What the task requires: All of the entries below need to be repeated exactly.

Records from a data collection
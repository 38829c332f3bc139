//! Symmetric encryption for the directory service channel.
//!
//! The key is derived once from a password and salt with Argon2id, so both sides
//! arrive at the same key without negotiation. Each message is sealed with
//! XChaCha20-Poly1305 under a fresh random nonce and carried as base64 text:
//!
//! ```text
//! base64( [Nonce(24)] [Ciphertext + Tag(N + 16)] )
//! ```

use std::fmt;

use argon2::{Algorithm, Argon2, Params, Version};
use base64::{engine::general_purpose::STANDARD, Engine as _};
use chacha20poly1305::aead::{Aead, KeyInit};
use chacha20poly1305::{Key, XChaCha20Poly1305, XNonce};
use zeroize::Zeroize;

use crate::error::{constants, IpcError, Result};

/// XChaCha20 nonce length
pub const NONCE_SIZE: usize = 24;

/// Derived key length
pub const KEY_SIZE: usize = 32;

/// Argon2id memory cost in KiB
const KDF_MEMORY_KIB: u32 = 19 * 1024;
/// Argon2id passes
const KDF_ITERATIONS: u32 = 2;
/// Argon2id lanes
const KDF_PARALLELISM: u32 = 1;

/// Cipher bound to a password+salt derived key
#[derive(Clone)]
pub struct ChannelCipher {
    cipher: XChaCha20Poly1305,
}

impl fmt::Debug for ChannelCipher {
    fn fmt(&self, f: &mut fmt::Formatter<'_>) -> fmt::Result {
        f.debug_struct("ChannelCipher").finish_non_exhaustive()
    }
}

impl ChannelCipher {
    /// Derive the channel key from `password` and `salt`.
    ///
    /// Derivation is deterministic: the same inputs always yield the same key.
    pub fn new(password: &str, salt: &[u8]) -> Result<Self> {
        let mut key = derive_key(password.as_bytes(), salt)?;
        let cipher = Self::from_key(&key);
        key.zeroize();
        Ok(cipher)
    }

    pub fn from_key(key: &[u8; KEY_SIZE]) -> Self {
        Self {
            cipher: XChaCha20Poly1305::new(Key::from_slice(key)),
        }
    }

    /// Seal `plaintext`, prefixing the random nonce.
    pub fn encrypt(&self, plaintext: &[u8]) -> Result<Vec<u8>> {
        let mut nonce = [0u8; NONCE_SIZE];
        getrandom::fill(&mut nonce).map_err(|_| IpcError::EncryptionFailure)?;

        let ciphertext = self
            .cipher
            .encrypt(XNonce::from_slice(&nonce), plaintext)
            .map_err(|_| IpcError::EncryptionFailure)?;

        let mut out = Vec::with_capacity(NONCE_SIZE + ciphertext.len());
        out.extend_from_slice(&nonce);
        out.extend(ciphertext);
        Ok(out)
    }

    pub fn decrypt(&self, data: &[u8]) -> Result<Vec<u8>> {
        if data.len() < NONCE_SIZE {
            return Err(IpcError::InvalidArgument(
                constants::ERR_CIPHERTEXT_TOO_SHORT.to_string(),
            ));
        }
        let (nonce, ciphertext) = data.split_at(NONCE_SIZE);
        self.cipher
            .decrypt(XNonce::from_slice(nonce), ciphertext)
            .map_err(|_| IpcError::DecryptionFailure)
    }

    /// Encrypt text into its base64 wire form.
    pub fn encrypt_text(&self, text: &str) -> Result<String> {
        Ok(STANDARD.encode(self.encrypt(text.as_bytes())?))
    }

    pub fn decrypt_text(&self, text: &str) -> Result<String> {
        let data = STANDARD
            .decode(text.trim())
            .map_err(|_| IpcError::DecryptionFailure)?;
        let plaintext = self.decrypt(&data)?;
        String::from_utf8(plaintext).map_err(|_| IpcError::DecryptionFailure)
    }

    /// Parse a salt given either as a brace list (`{0x59, 0x06, 0x3e}`) or as plain hex.
    pub fn parse_salt(text: &str) -> Result<Vec<u8>> {
        let text = text.trim();
        if let Some(list) = text.strip_prefix('{').and_then(|t| t.strip_suffix('}')) {
            return list
                .split(',')
                .map(str::trim)
                .filter(|t| !t.is_empty())
                .map(|t| {
                    let digits = t.trim_start_matches("0x").trim_start_matches("0X");
                    u8::from_str_radix(digits, 16)
                        .map_err(|_| IpcError::ConfigError(format!("Invalid salt byte {t:?}")))
                })
                .collect();
        }

        if text.len() % 2 != 0 {
            return Err(IpcError::ConfigError(
                "Hex salt must have an even number of digits".to_string(),
            ));
        }
        (0..text.len())
            .step_by(2)
            .map(|i| {
                text.get(i..i + 2)
                    .and_then(|pair| u8::from_str_radix(pair, 16).ok())
                    .ok_or_else(|| IpcError::ConfigError(format!("Invalid hex salt {text:?}")))
            })
            .collect()
    }
}

fn derive_key(password: &[u8], salt: &[u8]) -> Result<[u8; KEY_SIZE]> {
    let params = Params::new(
        KDF_MEMORY_KIB,
        KDF_ITERATIONS,
        KDF_PARALLELISM,
        Some(KEY_SIZE),
    )
    .map_err(|e| IpcError::KeyDerivation(format!("Argon2 params: {e}")))?;
    let argon2 = Argon2::new(Algorithm::Argon2id, Version::V0x13, params);

    let mut key = [0u8; KEY_SIZE];
    argon2
        .hash_password_into(password, salt, &mut key)
        .map_err(|e| IpcError::KeyDerivation(e.to_string()))?;
    Ok(key)
}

Answer section:
repository 38829c332f3bc139
//! Symmetric encryption for the directory service channel.
//!
//! The key is derived once from a password and salt with Argon2id, so both sides
//! arrive at the same key without negotiation. Each message is sealed with
//! XChaCha20-Poly1305 under a fresh random nonce and carried as base64 text:
//!
//! ```text
//! base64( [Nonce(24)] [Ciphertext + Tag(N + 16)] )
//! ```

use std::fmt;

use argon2::{Algorithm, Argon2, Params, Version};
use base64::{engine::general_purpose::STANDARD, Engine as _};
use chacha20poly1305::aead::{Aead, KeyInit};
use chacha20poly1305::{Key, XChaCha20Poly1305, XNonce};
use zeroize::Zeroize;

use crate::error::{constants, IpcError, Result};

/// XChaCha20 nonce length
pub const NONCE_SIZE: usize = 24;

/// Derived key length
pub const KEY_SIZE: usize = 32;

/// Argon2id memory cost in KiB
const KDF_MEMORY_KIB: u32 = 19 * 1024;
/// Argon2id passes
const KDF_ITERATIONS: u32 = 2;
/// Argon2id lanes
const KDF_PARALLELISM: u32 = 1;

/// Cipher bound to a password+salt derived key
#[derive(Clone)]
pub struct ChannelCipher {
    cipher: XChaCha20Poly1305,
}

impl fmt::Debug for ChannelCipher {
    fn fmt(&self, f: &mut fmt::Formatter<'_>) -> fmt::Result {
        f.debug_struct("ChannelCipher").finish_non_exhaustive()
    }
}

impl ChannelCipher {
    /// Derive the channel key from `password` and `salt`.
    ///
    /// Derivation is deterministic: the same inputs always yield the same key.
    pub fn new(password: &str, salt: &[u8]) -> Result<Self> {
        let mut key = derive_key(password.as_bytes(), salt)?;
        let cipher = Self::from_key(&key);
        key.zeroize();
        Ok(cipher)
    }

    pub fn from_key(key: &[u8; KEY_SIZE]) -> Self {
        Self {
            cipher: XChaCha20Poly1305::new(Key::from_slice(key)),
        }
    }

    /// Seal `plaintext`, prefixing the random nonce.
    pub fn encrypt(&self, plaintext: &[u8]) -> Result<Vec<u8>> {
        let mut nonce = [0u8; NONCE_SIZE];
        getrandom::fill(&mut nonce).map_err(|_| IpcError::EncryptionFailure)?;

        let ciphertext = self
            .cipher
            .encrypt(XNonce::from_slice(&nonce), plaintext)
            .map_err(|_| IpcError::EncryptionFailure)?;

        let mut out = Vec::with_capacity(NONCE_SIZE + ciphertext.len());
        out.extend_from_slice(&nonce);
        out.extend(ciphertext);
        Ok(out)
    }

    pub fn decrypt(&self, data: &[u8]) -> Result<Vec<u8>> {
        if data.len() < NONCE_SIZE {
            return Err(IpcError::InvalidArgument(
                constants::ERR_CIPHERTEXT_TOO_SHORT.to_string(),
            ));
        }
        let (nonce, ciphertext) = data.split_at(NONCE_SIZE);
        self.cipher
            .decrypt(XNonce::from_slice(nonce), ciphertext)
            .map_err(|_| IpcError::DecryptionFailure)
    }

    /// Encrypt text into its base64 wire form.
    pub fn encrypt_text(&self, text: &str) -> Result<String> {
        Ok(STANDARD.encode(self.encrypt(text.as_bytes())?))
    }

    pub fn decrypt_text(&self, text: &str) -> Result<String> {
        let data = STANDARD
            .decode(text.trim())
            .map_err(|_| IpcError::DecryptionFailure)?;
        let plaintext = self.decrypt(&data)?;
        String::from_utf8(plaintext).map_err(|_| IpcError::DecryptionFailure)
    }

    /// Parse a salt given either as a brace list (`{0x59, 0x06, 0x3e}`) or as plain hex.
    pub fn parse_salt(text: &str) -> Result<Vec<u8>> {
        let text = text.trim();
        if let Some(list) = text.strip_prefix('{').and_then(|t| t.strip_suffix('}')) {
            return list
                .split(',')
                .map(str::trim)
                .filter(|t| !t.is_empty())
                .map(|t| {
                    let digits = t.trim_start_matches("0x").trim_start_matches("0X");
                    u8::from_str_radix(digits, 16)
                        .map_err(|_| IpcError::ConfigError(format!("Invalid salt byte {t:?}")))
                })
                .collect();
        }

        if text.len() % 2 != 0 {
            return Err(IpcError::ConfigError(
                "Hex salt must have an even number of digits".to_string(),
            ));
        }
        (0..text.len())
            .step_by(2)
            .map(|i| {
                text.get(i..i + 2)
                    .and_then(|pair| u8::from_str_radix(pair, 16).ok())
                    .ok_or_else(|| IpcError::ConfigError(format!("Invalid hex salt {text:?}")))
            })
            .collect()
    }
}

fn derive_key(password: &[u8], salt: &[u8]) -> Result<[u8; KEY_SIZE]> {
    let params = Params::new(
        KDF_MEMORY_KIB,
        KDF_ITERATIONS,
        KDF_PARALLELISM,
        Some(KEY_SIZE),
    )
    .map_err(|e| IpcError::KeyDerivation(format!("Argon2 params: {e}")))?;
    let argon2 = Argon2::new(Algorithm::Argon2id, Version::V0x13, params);

    let mut key = [0u8; KEY_SIZE];
    argon2
        .hash_password_into(password, salt, &mut key)
        .map_err(|e| IpcError::KeyDerivation(e.to_string()))?;
    Ok(key)
}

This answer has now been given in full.